2. Was sollten Sie vor der Anwendung von Mykosert Spray beachten?
Mykosert Spray darf nicht angewendet werden
- wenn Sie allergisch gegen Sertaconazolnitrat oder einen der in Abschnitt 6 genannten sonstigen Bestandteile dieses Arzneimittels sind.
- während der Schwangerschaft.
Mykosert Spray sollte bei Säuglingen und Kleinkindern nur unter ärztlicher Aufsicht angewendet werden.
Insbesondere sollte darauf geachtet werden, dass keine Lösung in den Mund des Säuglings/Kleinkindes gelangt.
Anwendung von Mykosert Spray zusammen mit anderen Arzneimitteln:
Informieren Sie Ihren Arzt oder Apotheker, wenn Sie andere Arzneimittel einnehmen/anwenden, kürzlich andere Arzneimittel eingenommen/angewendet haben oder beabsichtigen andere Arzneimittel einzunehmen/anzuwenden.

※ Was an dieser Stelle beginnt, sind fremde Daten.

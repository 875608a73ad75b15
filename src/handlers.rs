use crate::errors::AppError;
use crate::hours::{self, ShiftHours};
use crate::models::{
    AddEntryRequest, BreakdownLine, BreakdownResponse, ConfirmQuery, EditEntryRequest, EntryKind,
    HoursRequest, LastAppResponse, PresetRequest, ReorderRequest, SessionResponse, StaleResponse,
    TipPreset, TipRequest,
};
use crate::state::{AppState, Workspace};
use crate::stale;
use crate::tips::{self, PresetChange, TipBreakdown, TipInputs};
use axum::{
    Json,
    extract::{Path, Query, State},
};
use tracing::info;

/// Writes the ledger into the store and the store to disk.
pub(crate) async fn save_ledger(state: &AppState, workspace: &mut Workspace) -> Result<(), AppError> {
    workspace.sync_session()?;
    state.persist(workspace).await?;
    Ok(())
}

pub(crate) fn session_response(workspace: &Workspace) -> SessionResponse {
    let ledger = &workspace.ledger;
    SessionResponse {
        session_start_time: workspace
            .store
            .session()
            .and_then(|session| session.session_start_time),
        total_hours: ledger.total_hours(),
        total_tips: ledger.total_tips(),
        hourly_rate: ledger.hourly_rate(),
        entry_count: ledger.row_count(),
        hours_entries: ledger.entries(EntryKind::Hours).to_vec(),
        tips_entries: ledger.entries(EntryKind::Tips).to_vec(),
        can_undo: ledger.can_undo(),
    }
}

pub async fn get_session(State(state): State<AppState>) -> Json<SessionResponse> {
    let workspace = state.workspace.lock().await;
    Json(session_response(&workspace))
}

pub async fn clear_session(State(state): State<AppState>) -> Result<Json<SessionResponse>, AppError> {
    let mut workspace = state.workspace.lock().await;
    workspace.clear_session();
    state.persist(&workspace).await?;
    Ok(Json(session_response(&workspace)))
}

pub async fn add_entry(
    State(state): State<AppState>,
    Json(payload): Json<AddEntryRequest>,
) -> Result<Json<SessionResponse>, AppError> {
    let mut workspace = state.workspace.lock().await;
    workspace.ledger.add(payload.kind, payload.value)?;
    save_ledger(&state, &mut workspace).await?;
    Ok(Json(session_response(&workspace)))
}

pub async fn edit_entry(
    State(state): State<AppState>,
    Path((kind, index)): Path<(EntryKind, usize)>,
    Json(payload): Json<EditEntryRequest>,
) -> Result<Json<SessionResponse>, AppError> {
    let mut workspace = state.workspace.lock().await;
    workspace.ledger.edit(kind, index, payload.value)?;
    save_ledger(&state, &mut workspace).await?;
    Ok(Json(session_response(&workspace)))
}

pub async fn delete_entry(
    State(state): State<AppState>,
    Path((kind, index)): Path<(EntryKind, usize)>,
) -> Result<Json<SessionResponse>, AppError> {
    let mut workspace = state.workspace.lock().await;
    workspace.ledger.delete(kind, index)?;
    save_ledger(&state, &mut workspace).await?;
    Ok(Json(session_response(&workspace)))
}

pub async fn undo(State(state): State<AppState>) -> Result<Json<SessionResponse>, AppError> {
    let mut workspace = state.workspace.lock().await;
    if workspace.ledger.undo().is_some() {
        save_ledger(&state, &mut workspace).await?;
    }
    Ok(Json(session_response(&workspace)))
}

pub async fn reorder(
    State(state): State<AppState>,
    Json(payload): Json<ReorderRequest>,
) -> Result<Json<SessionResponse>, AppError> {
    let mut workspace = state.workspace.lock().await;
    if workspace.ledger.reorder(payload.index, payload.direction) {
        save_ledger(&state, &mut workspace).await?;
    }
    Ok(Json(session_response(&workspace)))
}

pub async fn get_breakdown(State(state): State<AppState>) -> Result<Json<BreakdownResponse>, AppError> {
    let workspace = state.workspace.lock().await;
    let breakdown = workspace
        .ledger
        .breakdown()
        .ok_or_else(|| AppError::not_found("add hours to see a breakdown"))?;

    Ok(Json(BreakdownResponse {
        hourly_rate: breakdown.hourly_rate,
        lines: breakdown
            .items
            .iter()
            .map(|item| BreakdownLine {
                hours: item.entry.value,
                auto: item.entry.auto,
                tips: item.tips,
            })
            .collect(),
        total: breakdown.total,
    }))
}

pub async fn get_stale(State(state): State<AppState>) -> Json<StaleResponse> {
    let workspace = state.workspace.lock().await;
    let start = workspace
        .store
        .session()
        .and_then(|session| session.session_start_time);

    Json(match stale::check(start) {
        Some(notice) => StaleResponse {
            stale: true,
            age_hours: Some(notice.age.num_hours()),
            message: Some(notice.bucket.to_string()),
        },
        None => StaleResponse {
            stale: false,
            age_hours: None,
            message: None,
        },
    })
}

fn tip_inputs(payload: TipRequest) -> TipInputs {
    TipInputs {
        owed: payload.owed,
        sales: payload.sales,
        cash: payload.cash,
        parties: payload.parties,
    }
}

pub async fn calculate_tips(
    State(state): State<AppState>,
    Json(payload): Json<TipRequest>,
) -> Result<Json<TipBreakdown>, AppError> {
    let preset = state.workspace.lock().await.store.preset();
    let result = tips::calculate(&tip_inputs(payload), preset)?;
    Ok(Json(result.rounded()))
}

pub async fn send_tips(
    State(state): State<AppState>,
    Json(payload): Json<TipRequest>,
) -> Result<Json<SessionResponse>, AppError> {
    let mut workspace = state.workspace.lock().await;
    let result = tips::calculate(&tip_inputs(payload), workspace.store.preset())?;
    workspace.ledger.push_auto(EntryKind::Tips, result.tips)?;
    save_ledger(&state, &mut workspace).await?;
    info!(tips = result.tips, "tips sent to end of day");
    Ok(Json(session_response(&workspace)))
}

pub async fn get_preset(State(state): State<AppState>) -> Json<TipPreset> {
    Json(state.workspace.lock().await.store.preset())
}

async fn apply_preset_change(
    state: &AppState,
    change: PresetChange,
    confirmed: bool,
) -> Result<Json<TipPreset>, AppError> {
    if !confirmed {
        return Err(AppError::conflict(change.prompt()));
    }
    let mut workspace = state.workspace.lock().await;
    let preset = change.preset();
    workspace.store.set_preset(preset)?;
    workspace.pending_preset = None;
    state.persist(&workspace).await?;
    info!(boh = preset.boh, foh = preset.foh, "tip preset saved");
    Ok(Json(preset))
}

pub async fn put_preset(
    State(state): State<AppState>,
    Json(payload): Json<PresetRequest>,
) -> Result<Json<TipPreset>, AppError> {
    let change = PresetChange::propose(payload.boh, payload.foh)?;
    apply_preset_change(&state, change, payload.confirm).await
}

pub async fn reset_preset(
    State(state): State<AppState>,
    Query(query): Query<ConfirmQuery>,
) -> Result<Json<TipPreset>, AppError> {
    apply_preset_change(&state, PresetChange::Reset, query.confirm).await
}

fn shift_hours(payload: &HoursRequest) -> Result<ShiftHours, AppError> {
    let start = hours::parse_clock("start", payload.start.as_deref().unwrap_or(""))?;
    let end = hours::parse_clock("end", payload.end.as_deref().unwrap_or(""))?;
    Ok(hours::calculate(start, end, payload.break_minutes.unwrap_or(0)))
}

pub async fn calculate_hours(Json(payload): Json<HoursRequest>) -> Result<Json<ShiftHours>, AppError> {
    Ok(Json(shift_hours(&payload)?))
}

pub async fn send_hours(
    State(state): State<AppState>,
    Json(payload): Json<HoursRequest>,
) -> Result<Json<SessionResponse>, AppError> {
    let result = shift_hours(&payload)?;
    let mut workspace = state.workspace.lock().await;
    workspace.ledger.push_auto(EntryKind::Hours, result.rounded_hours)?;
    save_ledger(&state, &mut workspace).await?;
    info!(hours = result.rounded_hours, "hours sent to end of day");
    Ok(Json(session_response(&workspace)))
}

pub async fn get_last_app(State(state): State<AppState>) -> Json<LastAppResponse> {
    let workspace = state.workspace.lock().await;
    Json(LastAppResponse {
        app: workspace.store.last_app().map(|app| app.as_str().to_string()),
    })
}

Wechselwirkungen sind bisher nicht bekannt.
Schwangerschaft, Stillzeit und Fortpflanzungsfähigkeit:
Zur Anwendung in der Schwangerschaft siehe Abschnitt „Mykosert Spray darf nicht angewendet werden“.

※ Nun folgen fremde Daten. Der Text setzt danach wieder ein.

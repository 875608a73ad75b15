//! Offline cache worker.
//!
//! Models the install / activate / fetch lifecycle of the browser worker that
//! keeps the shell available offline, and renders the script actually served
//! to browsers from the same constants. Each lifecycle step is an `async fn`
//! that completes only once its cache work is done.

use crate::errors::OfflineError;
use std::collections::BTreeMap;
use tracing::{debug, info, warn};

pub const CACHE_VERSION: &str = "v7";
pub const CACHE_PREFIX: &str = "calculator-hub";
pub const SHELL_PAGE: &str = "./index.html";
pub const SHELL_ASSETS: &[&str] = &["./", SHELL_PAGE, "./manifest.json", "./style.css"];
/// File types the worker may answer from cache. Pages and `/api` reads are
/// rendered from live state and always go to the network.
pub const STATIC_EXTENSIONS: &[&str] = &["css", "js", "json", "png", "svg", "ico", "webmanifest", "woff", "woff2"];

pub fn static_cache_name() -> String {
    format!("{CACHE_PREFIX}-{CACHE_VERSION}")
}

pub fn runtime_cache_name() -> String {
    format!("{CACHE_PREFIX}-runtime-{CACHE_VERSION}")
}

/// Whether a non-navigation GET is served cache-first.
pub fn is_static_asset(url: &str) -> bool {
    let path = url.split(['?', '#']).next().unwrap_or(url);
    if SHELL_ASSETS.contains(&path) {
        return true;
    }
    if path.contains("/api/") {
        return false;
    }
    path.rsplit_once('.')
        .is_some_and(|(_, ext)| !ext.contains('/') && STATIC_EXTENSIONS.contains(&ext))
}

#[derive(Debug, Clone, Copy, PartialEq, Eq)]
pub enum Method {
    Get,
    Post,
    Put,
    Delete,
}

#[derive(Debug, Clone, Copy, PartialEq, Eq)]
pub enum RequestMode {
    Navigate,
    SameOrigin,
    Cors,
}

#[derive(Debug, Clone, PartialEq, Eq)]
pub struct Request {
    pub url: String,
    pub method: Method,
    pub mode: RequestMode,
}

impl Request {
    pub fn get(url: impl Into<String>) -> Self {
        Self {
            url: url.into(),
            method: Method::Get,
            mode: RequestMode::SameOrigin,
        }
    }

    pub fn navigate(url: impl Into<String>) -> Self {
        Self {
            mode: RequestMode::Navigate,
            ..Self::get(url)
        }
    }
}

/// `Basic` is a same-origin response; only those are kept in the runtime cache.
#[derive(Debug, Clone, Copy, PartialEq, Eq)]
pub enum ResponseKind {
    Basic,
    Cors,
    Opaque,
}

#[derive(Debug, Clone, PartialEq, Eq)]
pub struct Response {
    pub status: u16,
    pub kind: ResponseKind,
    pub body: Vec<u8>,
}

impl Response {
    pub fn ok(body: impl Into<Vec<u8>>) -> Self {
        Self {
            status: 200,
            kind: ResponseKind::Basic,
            body: body.into(),
        }
    }

    pub fn is_ok(&self) -> bool {
        (200..300).contains(&self.status)
    }
}

#[allow(async_fn_in_trait)]
pub trait Network {
    async fn fetch(&self, request: &Request) -> Result<Response, OfflineError>;
}

#[derive(Debug, Clone, Default, PartialEq)]
pub struct Cache {
    entries: BTreeMap<String, Response>,
}

impl Cache {
    pub fn put(&mut self, url: impl Into<String>, response: Response) {
        self.entries.insert(url.into(), response);
    }

    pub fn get(&self, url: &str) -> Option<&Response> {
        self.entries.get(url)
    }

    pub fn len(&self) -> usize {
        self.entries.len()
    }

    pub fn is_empty(&self) -> bool {
        self.entries.is_empty()
    }
}

/// Named caches, matched in creation order.
#[derive(Debug, Clone, Default, PartialEq)]
pub struct CacheStorage {
    caches: Vec<(String, Cache)>,
}

impl CacheStorage {
    pub fn open(&mut self, name: &str) -> &mut Cache {
        let position = match self.caches.iter().position(|(existing, _)| existing == name) {
            Some(position) => position,
            None => {
                self.caches.push((name.to_string(), Cache::default()));
                self.caches.len() - 1
            }
        };
        &mut self.caches[position].1
    }

    pub fn get(&self, name: &str) -> Option<&Cache> {
        self.caches
            .iter()
            .find(|(existing, _)| existing == name)
            .map(|(_, cache)| cache)
    }

    pub fn keys(&self) -> Vec<String> {
        self.caches.iter().map(|(name, _)| name.clone()).collect()
    }

    pub fn delete(&mut self, name: &str) -> bool {
        let before = self.caches.len();
        self.caches.retain(|(existing, _)| existing != name);
        self.caches.len() != before
    }

    pub fn lookup(&self, url: &str) -> Option<&Response> {
        self.caches.iter().find_map(|(_, cache)| cache.get(url))
    }
}

#[derive(Debug, Clone, Copy, PartialEq, Eq)]
pub enum WorkerState {
    Parsed,
    Installed,
    Activated,
}

#[derive(Debug, Clone)]
pub struct CacheWorker {
    pub caches: CacheStorage,
    state: WorkerState,
    skip_waiting: bool,
    controls_clients: bool,
}

impl CacheWorker {
    /// A fresh worker sharing the origin's existing caches.
    pub fn new(caches: CacheStorage) -> Self {
        Self {
            caches,
            state: WorkerState::Parsed,
            skip_waiting: false,
            controls_clients: false,
        }
    }

    pub fn state(&self) -> WorkerState {
        self.state
    }

    pub fn skips_waiting(&self) -> bool {
        self.skip_waiting
    }

    pub fn controls_clients(&self) -> bool {
        self.controls_clients
    }

    /// Precaches every shell asset. Any failed or non-OK fetch fails the
    /// install and leaves the static cache untouched.
    pub async fn install<N: Network>(&mut self, network: &N) -> Result<(), OfflineError> {
        let mut fetched = Vec::with_capacity(SHELL_ASSETS.len());
        for url in SHELL_ASSETS {
            let response = network.fetch(&Request::get(*url)).await?;
            if !response.is_ok() {
                return Err(OfflineError::BadStatus {
                    url: url.to_string(),
                    status: response.status,
                });
            }
            fetched.push((url.to_string(), response));
        }

        let cache = self.caches.open(&static_cache_name());
        for (url, response) in fetched {
            cache.put(url, response);
        }
        self.state = WorkerState::Installed;
        self.skip_waiting = true;
        info!(version = CACHE_VERSION, assets = SHELL_ASSETS.len(), "shell precached");
        Ok(())
    }

    /// Drops every cache from other versions and takes control of open pages.
    /// Returns the purged cache names.
    pub async fn activate(&mut self) -> Vec<String> {
        let current = [static_cache_name(), runtime_cache_name()];
        let mut purged = Vec::new();
        for name in self.caches.keys() {
            if !current.contains(&name) {
                info!("purging outdated cache {name}");
                self.caches.delete(&name);
                purged.push(name);
            }
        }
        self.state = WorkerState::Activated;
        self.controls_clients = true;
        purged
    }

    /// Navigations go to the network and fall back to the cached shell.
    /// Static assets are cache first, then network with runtime caching.
    /// `None` means the request is not answered by the worker.
    pub async fn fetch<N: Network>(&mut self, network: &N, request: &Request) -> Option<Response> {
        if request.method != Method::Get {
            return None;
        }

        if request.mode == RequestMode::Navigate {
            return match network.fetch(request).await {
                Ok(response) => Some(response),
                Err(err) => {
                    warn!(url = %request.url, "navigation failed, serving shell: {err}");
                    self.caches.lookup(SHELL_PAGE).cloned()
                }
            };
        }

        if !is_static_asset(&request.url) {
            return None;
        }

        if let Some(cached) = self.caches.lookup(&request.url) {
            debug!(url = %request.url, "served from cache");
            return Some(cached.clone());
        }

        match network.fetch(request).await {
            Ok(response) => {
                if response.status == 200 && response.kind == ResponseKind::Basic {
                    self.caches
                        .open(&runtime_cache_name())
                        .put(request.url.clone(), response.clone());
                }
                Some(response)
            }
            Err(err) => {
                warn!(url = %request.url, "network fetch failed: {err}");
                None
            }
        }
    }
}

/// The worker script served at `/service-worker.js`.
pub fn render_worker_script() -> String {
    let assets = SHELL_ASSETS
        .iter()
        .map(|asset| format!("  '{asset}'"))
        .collect::<Vec<_>>()
        .join(",\n");
    WORKER_JS
        .replace("{{STATIC_CACHE}}", &static_cache_name())
        .replace("{{RUNTIME_CACHE}}", &runtime_cache_name())
        .replace("{{SHELL_PAGE}}", SHELL_PAGE)
        .replace("{{STATIC_EXTENSIONS}}", &STATIC_EXTENSIONS.join("|"))
        .replace("{{ASSETS}}", &assets)
}

const WORKER_JS: &str = r#"const CACHE_NAME = '{{STATIC_CACHE}}';
const RUNTIME_CACHE = '{{RUNTIME_CACHE}}';
const SHELL_ASSETS = [
{{ASSETS}}
];

self.addEventListener('install', (event) => {
  event.waitUntil(
    caches.open(CACHE_NAME)
      .then((cache) => cache.addAll(SHELL_ASSETS))
      .then(() => self.skipWaiting())
  );
});

self.addEventListener('activate', (event) => {
  const current = [CACHE_NAME, RUNTIME_CACHE];
  event.waitUntil(
    caches.keys()
      .then((names) => Promise.all(
        names.filter((name) => !current.includes(name)).map((name) => caches.delete(name))
      ))
      .then(() => self.clients.claim())
  );
});

const STATIC_FILE = /\.({{STATIC_EXTENSIONS}})$/;

function isStaticAsset(url) {
  return !url.pathname.startsWith('/api/') && STATIC_FILE.test(url.pathname);
}

self.addEventListener('fetch', (event) => {
  const request = event.request;
  if (request.method !== 'GET') return;

  if (request.mode === 'navigate') {
    event.respondWith(
      fetch(request).catch(() => caches.match('{{SHELL_PAGE}}'))
    );
    return;
  }

  if (!isStaticAsset(new URL(request.url))) return;

  event.respondWith(
    caches.match(request).then((cached) => {
      if (cached) return cached;
      return fetch(request).then((response) => {
        if (response && response.status === 200 && response.type === 'basic') {
          const copy = response.clone();
          caches.open(RUNTIME_CACHE).then((cache) => cache.put(request, copy));
        }
        return response;
      });
    })
  );
});
"#;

Klinische Erfahrungen zur Anwendung während der Schwangerschaft und Stillzeit liegen nicht vor.
Um einen Kontakt mit dem Säugling zu vermeiden, darf Mykosert Spray in der Stillzeit nicht im Brustbereich angewendet werden.
Wenn Sie schwanger sind oder stillen, oder wenn Sie vermuten, schwanger zu sein oder beabsichtigen, schwanger zu werden, fragen Sie vor der Anwendung dieses Arzneimittels Ihren Arzt oder Apotheker um Rat.
Verkehrstüchtigkeit und Fähigkeit zum Bedienen von Maschinen:
Es sind keine Beeinträchtigungen bekannt.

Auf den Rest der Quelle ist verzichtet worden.